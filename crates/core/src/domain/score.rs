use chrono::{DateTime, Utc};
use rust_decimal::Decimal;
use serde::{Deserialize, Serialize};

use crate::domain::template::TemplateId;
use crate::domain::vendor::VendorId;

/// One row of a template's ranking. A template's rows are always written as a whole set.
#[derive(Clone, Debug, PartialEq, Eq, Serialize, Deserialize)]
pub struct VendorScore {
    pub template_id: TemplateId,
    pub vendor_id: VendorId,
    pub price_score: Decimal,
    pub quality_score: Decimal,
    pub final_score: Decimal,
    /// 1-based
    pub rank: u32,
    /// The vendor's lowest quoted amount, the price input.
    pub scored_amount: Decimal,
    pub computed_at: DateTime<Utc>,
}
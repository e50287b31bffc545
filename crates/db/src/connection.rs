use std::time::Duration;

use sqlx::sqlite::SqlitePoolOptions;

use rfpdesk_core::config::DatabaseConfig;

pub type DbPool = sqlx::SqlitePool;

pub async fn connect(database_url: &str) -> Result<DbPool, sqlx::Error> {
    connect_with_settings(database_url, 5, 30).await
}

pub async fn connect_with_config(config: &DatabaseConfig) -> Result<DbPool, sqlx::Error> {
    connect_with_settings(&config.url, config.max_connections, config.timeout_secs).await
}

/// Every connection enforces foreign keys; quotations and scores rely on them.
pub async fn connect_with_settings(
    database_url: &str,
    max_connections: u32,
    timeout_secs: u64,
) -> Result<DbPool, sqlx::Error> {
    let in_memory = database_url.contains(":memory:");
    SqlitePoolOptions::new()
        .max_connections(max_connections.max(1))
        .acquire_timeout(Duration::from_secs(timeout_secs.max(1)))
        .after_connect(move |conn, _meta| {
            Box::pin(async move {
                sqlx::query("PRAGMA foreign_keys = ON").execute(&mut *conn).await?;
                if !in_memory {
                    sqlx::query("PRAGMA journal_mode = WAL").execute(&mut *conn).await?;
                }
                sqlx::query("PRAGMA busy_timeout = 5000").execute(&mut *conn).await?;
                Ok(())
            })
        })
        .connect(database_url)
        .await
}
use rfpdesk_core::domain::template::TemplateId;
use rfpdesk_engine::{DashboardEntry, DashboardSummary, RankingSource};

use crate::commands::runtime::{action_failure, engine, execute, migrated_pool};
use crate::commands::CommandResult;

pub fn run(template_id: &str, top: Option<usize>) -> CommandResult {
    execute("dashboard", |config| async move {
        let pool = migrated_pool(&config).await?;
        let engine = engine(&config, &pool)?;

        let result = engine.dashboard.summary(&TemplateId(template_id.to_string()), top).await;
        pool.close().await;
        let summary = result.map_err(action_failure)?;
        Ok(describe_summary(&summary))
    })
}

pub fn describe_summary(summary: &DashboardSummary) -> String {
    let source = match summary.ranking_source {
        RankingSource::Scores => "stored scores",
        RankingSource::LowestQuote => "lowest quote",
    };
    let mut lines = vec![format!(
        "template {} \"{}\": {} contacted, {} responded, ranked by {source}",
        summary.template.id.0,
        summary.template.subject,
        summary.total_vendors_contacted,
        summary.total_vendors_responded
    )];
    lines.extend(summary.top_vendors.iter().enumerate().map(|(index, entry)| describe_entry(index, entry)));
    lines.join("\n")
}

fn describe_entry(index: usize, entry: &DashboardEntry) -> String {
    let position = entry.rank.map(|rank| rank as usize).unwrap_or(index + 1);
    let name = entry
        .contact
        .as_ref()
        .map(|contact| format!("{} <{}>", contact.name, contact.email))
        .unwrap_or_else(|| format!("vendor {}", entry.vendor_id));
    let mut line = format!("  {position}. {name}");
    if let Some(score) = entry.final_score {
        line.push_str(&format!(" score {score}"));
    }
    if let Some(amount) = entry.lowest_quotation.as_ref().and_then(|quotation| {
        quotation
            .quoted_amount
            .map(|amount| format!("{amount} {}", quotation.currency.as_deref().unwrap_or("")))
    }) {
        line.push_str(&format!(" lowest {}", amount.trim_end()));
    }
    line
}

============================================================

**Activity**
Copy the stretch of the records above that runs from the line with "use crate::commands::CommandResult;" through the line with "pool.close().await;". Both end lines belong in the copy, and nothing else does.

**Result of this exercise**
use crate::commands::CommandResult;

pub fn run(template_id: &str, top: Option<usize>) -> CommandResult {
    execute("dashboard", |config| async move {
        let pool = migrated_pool(&config).await?;
        let engine = engine(&config, &pool)?;

        let result = engine.dashboard.summary(&TemplateId(template_id.to_string()), top).await;
        pool.close().await;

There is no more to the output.